Gullwings were raced very successfully by private teams all over the world in 1955-57, with drivers like Olivier Gendebien (Liege-Rome-Liege and Alpine Rally, 1955) Willy Mairesse (Liege-Rome-Liege, 1956), W.J. Tak (Tulip Rally, 1955), Werner Engel (European touring car championship, 1955), Armando Zampiero (Italian sports car driver's title, 1955), Paul O'Shea (SCCA D Production, 1955 and 1956), and Harry Carter (SCCA C Production, 1957). A steady stream of 300SLs went to Bonneville to set various speed records, capped by Los Angeles bandleader Don Ricardo's 153.711 mph run in 1961.
Production shifted to the 300SL roadster from 1957 though 1962 and required substantial re-engineering of the whole package. John Fitch's Mexican Road Race car was allegedly used as the mule for the production roadster. Renovations included a completely new low-pivot swing axle with a new "compensating" rear suspension design featuring lateral shock absorbers, wider front and rear tracks, a smaller fuel tank and, of course, conventional doors and a hideaway convertible top.
The roadster engine got the hotter sport cam grind as standard, and late in the model run, in 1961, all roadsters were fitted with Dunlop disc brakes, and the last few were fitted with aluminum engine blocks. The roadsters sold like nickel beer in the States, which consumed almost three quarters of the factory production from 1957 until the end in 1962, and some leftover cars were registered as late as 1964. There were only 1,858 of the sleek, snarling roadsters built in five years.
While the factory was officially out of racing in Europe, the SCCA welcomed the 300SL roadster into its D Sports class in 1957. They weren't allowed to run in production classes yet because of low production volume, so Mercedes-Benz's powerful racing impresario, Rudy Uhlenhaut, built two special ultralight cars for American racer Paul O'Shea.
These ultralights, with aluminum blocks, drilled suspensions, aluminum bodies, tanks and steering columns, magnesium bell housings and everything else superfluous, were the only two cars ever called 300SLS (it's the same old story; only two were built, but eight survive). O'Shea raced them nationally and won the class handily in 1957.

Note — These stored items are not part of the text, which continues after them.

use std::time::Duration;

/// Scoring knobs for a round.
#[derive(Debug, Clone, Copy, PartialEq, Eq)]
pub struct Scoring {
    /// Base award for completing a pair.
    pub match_award: i32,
    /// Deduction per already-seen card involved in a mismatch.
    pub mismatch_penalty: i32,
    /// Bonus for an instant match; decays to 0 over `bonus_time_limit`.
    pub bonus_max: i32,
    /// Face-up time after which a card earns no bonus.
    pub bonus_time_limit: Duration,
}

impl Default for Scoring {
    fn default() -> Self {
        Self {
            match_award: 2,
            mismatch_penalty: 1,
            bonus_max: 10,
            bonus_time_limit: Duration::from_secs(6),
        }
    }
}

impl Scoring {
    #[inline]
    pub const fn new(
        match_award: i32,
        mismatch_penalty: i32,
        bonus_max: i32,
        bonus_time_limit: Duration,
    ) -> Self {
        Self {
            match_award,
            mismatch_penalty,
            bonus_max,
            bonus_time_limit,
        }
    }

    /// Flat scoring: no time bonus at all.
    #[inline]
    pub const fn without_bonus() -> Self {
        Self {
            match_award: 2,
            mismatch_penalty: 1,
            bonus_max: 0,
            bonus_time_limit: Duration::ZERO,
        }
    }
}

The second-generation Mercedes-Benz SL was the flat-topped, squared-off model that started life as the 230SL in 1963 and became known to fans as the Pagoda because of its roof shape. It came with a 170-bhp 2.3-liter six, the same 94-in. wheelbase as the original cars, and the same general suspension layout as the roadster, but it was in fact based on the 220SE sedan with all-new interior and exterior design, and the buyer's choice of hardtop or convertible. With a bigger 2.5-liter engine in 1967, it became the 250SL, and a year later, with a 2.8 inline six, the 280SL. They sold rather better than the originals, too, more than 50,000 units between 1963 and 1971.
Interesting sidenote: German amateur racers Eugen Bohringer and Klaus Kaiser won the Liege-Sofia-Liege rally in 1963, the 230SL's first time out as a race car.
Generation three was the 350SL/450SLC family introduced in 1971, with short- and long-wheelbase versions, the short ones with removable steel tops, and long ones with a much longer fixed top incorporating silver fins in the pillar. Buyer's choice was either a 3.5-liter V8 or a 4.5-liter V8 in the short car, the 4.5 only in the long car. Same spirit, 50 percent more displacement, two more cylinders.
These were vastly heavier and more comfortable cars than the previous versions, not suitable for racing, but they were rallied extensively in the late 1970s, winning the Tour of Britain in 1976, the 18,000-mile Argentine rally, and coming second in the East African Safari Rally with veteran Hannu Mikkola. Another fleet of 450SLC 5.0s finished 1-2-3-4 in the 3,500-mile Bandama rally in December, 1979. These were the first V8, automatic-transmission cars ever to win an FIA rally.
The 450SLC 5.0s were special lightweight 300-bhp 5.0-liter V8 versions of the 450SLC for Group 4, with aluminum engine blocks and reinforced chassis. In 1980, the factory modified them still more, calling it the 500SLC, and ran all season without a win until the last event of the year, the 3,200-mile Ivory Coast rally, which was won by Bjorn Waldegaard in a 450SLC with Jorge Recalde second in one of the new 500SLCs. Their point made, the factory pulled out of rallying a week before Christmas. That generation of SL, the last ever offered with a manual transmission, finished off as the 380SL, 500SL, and the rare 560SL, and lasted until 1989 with continuous upgrades like a four-speed automatic overdrive.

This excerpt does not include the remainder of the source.